A team of top central government officials led by Special Secretary T R Kakkar returned from Chati Singhpora village in Kashmir and submitted a report to Home Minister L K Advani Wednesday morning.

Thirty-five Sikhs were gunned down in the village 68 km from Srinagar late on Monday night.

Minister of State for Civil Aviation Chaman Lal Gupta, who is the member of Parliament from Jammu, also accompanied Kakkar and other key officials.

Official sources said that Gupta and Kakkar met the home minister separately and briefed him in detail about the situation in south Kashmir villages, and the need to beef up security there.

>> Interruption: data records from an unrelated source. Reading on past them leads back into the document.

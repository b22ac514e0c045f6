//! Named, ordered filter chains that external code can hook into.
//!
//! Every hook point owns a [`FilterChain`] typed by the payload it carries.
//! Filters run strictly one after another: each receives the output of the
//! previous one, and the first error aborts the chain.

use std::future::Future;
use std::sync::Arc;

use futures::future::BoxFuture;

use crate::error::{BoxError, PipelineError, Result};
use crate::post::{OwnerId, PostData, SignatureData};
use crate::sanitizer::SanitizePolicy;

pub const PARSE_POST: &str = "parse.post";
pub const PARSE_RAW: &str = "parse.raw";
pub const PARSE_ABOUTME: &str = "parse.aboutme";
pub const PARSE_SIGNATURE: &str = "parse.signature";
pub const SANITIZE_CONFIG: &str = "sanitize.config";

/// Priority used when none is given. Lower priorities run first.
pub const DEFAULT_PRIORITY: i32 = 10;

/// Plugin id the built-in stages are registered under.
pub const CORE_PLUGIN: &str = "core";

/// A single stage of a filter chain.
///
/// Implemented for every `Fn(T) -> Future<Output = Result<T, BoxError>>`, so
/// async closures can be registered directly:
///
/// ```
/// use post_parser::hooks::FilterChain;
///
/// # async fn example() {
/// let mut chain = FilterChain::<String>::new("parse.raw");
/// chain.register("shout", |text: String| async move {
///     Ok::<_, post_parser::BoxError>(text.to_uppercase())
/// });
/// assert_eq!(chain.fire("hi".to_string()).await.unwrap(), "HI");
/// # }
/// ```
pub trait Filter<T>: Send + Sync {
    fn apply(&self, payload: T) -> BoxFuture<'_, std::result::Result<T, BoxError>>;
}

impl<T, F, Fut> Filter<T> for F
where
    F: Fn(T) -> Fut + Send + Sync,
    Fut: Future<Output = std::result::Result<T, BoxError>> + Send + 'static,
{
    fn apply(&self, payload: T) -> BoxFuture<'_, std::result::Result<T, BoxError>> {
        Box::pin(self(payload))
    }
}

struct Registered<T> {
    plugin: String,
    priority: i32,
    seq: u64,
    filter: Arc<dyn Filter<T>>,
}

/// An ordered list of filters attached to one hook name.
///
/// Filters are ordered by priority, then by registration order.
pub struct FilterChain<T> {
    hook: &'static str,
    filters: Vec<Registered<T>>,
    next_seq: u64,
}

impl<T: Send + 'static> FilterChain<T> {
    /// Create an empty chain for `hook`.
    pub fn new(hook: &'static str) -> Self {
        Self {
            hook,
            filters: Vec::new(),
            // 0 is reserved for core stages so they lead their priority band.
            next_seq: 1,
        }
    }

    /// The hook name this chain is attached to.
    pub fn hook(&self) -> &'static str {
        self.hook
    }

    /// Register a filter at [`DEFAULT_PRIORITY`].
    pub fn register(&mut self, plugin: impl Into<String>, filter: impl Filter<T> + 'static) {
        self.register_with_priority(plugin, DEFAULT_PRIORITY, filter);
    }

    /// Register a filter at an explicit priority.
    pub fn register_with_priority(
        &mut self,
        plugin: impl Into<String>,
        priority: i32,
        filter: impl Filter<T> + 'static,
    ) {
        let seq = self.next_seq;
        self.next_seq += 1;
        self.insert(plugin.into(), priority, seq, Arc::new(filter));
    }

    pub(crate) fn register_core(&mut self, filter: impl Filter<T> + 'static) {
        self.insert(CORE_PLUGIN.to_string(), DEFAULT_PRIORITY, 0, Arc::new(filter));
    }

    fn insert(&mut self, plugin: String, priority: i32, seq: u64, filter: Arc<dyn Filter<T>>) {
        let at = self
            .filters
            .partition_point(|r| (r.priority, r.seq) <= (priority, seq));
        self.filters.insert(
            at,
            Registered {
                plugin,
                priority,
                seq,
                filter,
            },
        );
    }

    /// Plugin ids in execution order.
    pub fn plugins(&self) -> Vec<&str> {
        self.filters.iter().map(|r| r.plugin.as_str()).collect()
    }

    pub fn len(&self) -> usize {
        self.filters.len()
    }

    pub fn is_empty(&self) -> bool {
        self.filters.is_empty()
    }

    /// Run every filter in order, threading the payload through.
    pub async fn fire(&self, mut payload: T) -> Result<T> {
        for registered in &self.filters {
            payload = registered
                .filter
                .apply(payload)
                .await
                .map_err(|source| PipelineError::Filter {
                    hook: self.hook,
                    plugin: registered.plugin.clone(),
                    source,
                })?;
        }
        Ok(payload)
    }
}

/// Payload of the `parse.post` hook.
#[derive(Debug, Clone, PartialEq)]
pub struct PostHookData {
    pub post_data: PostData,
}

/// Payload of the `parse.signature` hook.
#[derive(Debug, Clone, PartialEq)]
pub struct SignatureHookData {
    pub user_data: SignatureData,
    pub uid: Option<OwnerId>,
}

/// Every hook point the pipeline fires.
pub struct Hooks {
    pub parse_post: FilterChain<PostHookData>,
    pub parse_raw: FilterChain<String>,
    pub parse_aboutme: FilterChain<String>,
    pub parse_signature: FilterChain<SignatureHookData>,
    pub sanitize_config: FilterChain<SanitizePolicy>,
}

impl Hooks {
    pub fn new() -> Self {
        Self {
            parse_post: FilterChain::new(PARSE_POST),
            parse_raw: FilterChain::new(PARSE_RAW),
            parse_aboutme: FilterChain::new(PARSE_ABOUTME),
            parse_signature: FilterChain::new(PARSE_SIGNATURE),
            sanitize_config: FilterChain::new(SANITIZE_CONFIG),
        }
    }
}

impl Default for Hooks {
    fn default() -> Self {
        Self::new()
    }
}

According to Kakkar's report, the main reason behind the carnage was a calculated attempt by Pakistan to cast a shadow on United States President Bill Clinton's visit to India.

It said there is "mounting tension" and "a feeling of fear" in Chati Singhpora and adjoining villages. Quite a few Sikhs have fled their homes to villages in Punjab.

Officials fear that if the security is not considerably beefed up in south Kashmir, it could lead to violence, as crowds are surging on to the streets to protest the killings.

It is the first time "an ethnic cleansing" of the second biggest minority community has taken place in Kashmir. The government fears that the incident marks a new escalatory step in the decade-old insurgency in Kashmir.

"Sikhs are the most peaceful people in Kashmir. There have been isolated incidents of Sikh killings in the past in the valley. But this is the first time that such a large number of Sikh villagers have been gunned down," an official said.

Officials said the carnage was the second biggest killing in Kashmir. In 1997, 37 people, mostly Kashmiri Pandits, were killed in Doda district. On January 26, 1996, 26 Pandits were killed in the Gandharbal village in Kashmir.

Officials point at another aspect of the massacre: it would effectively break the nexus between the Khalistanis and Kashmiri militants, which was being nurtured in recent years, they feel.

Sources said the army and intelligence agencies had intercepted wireless messages from across the Line of Control asking militants to create trouble in Kashmir during Clinton's visit. But neither the forces nor the ministry expected that a brutal attack would be carried out on Sikh farmers. There have been no such precedence in the troubled state, they point out, not even during the peak of militancy.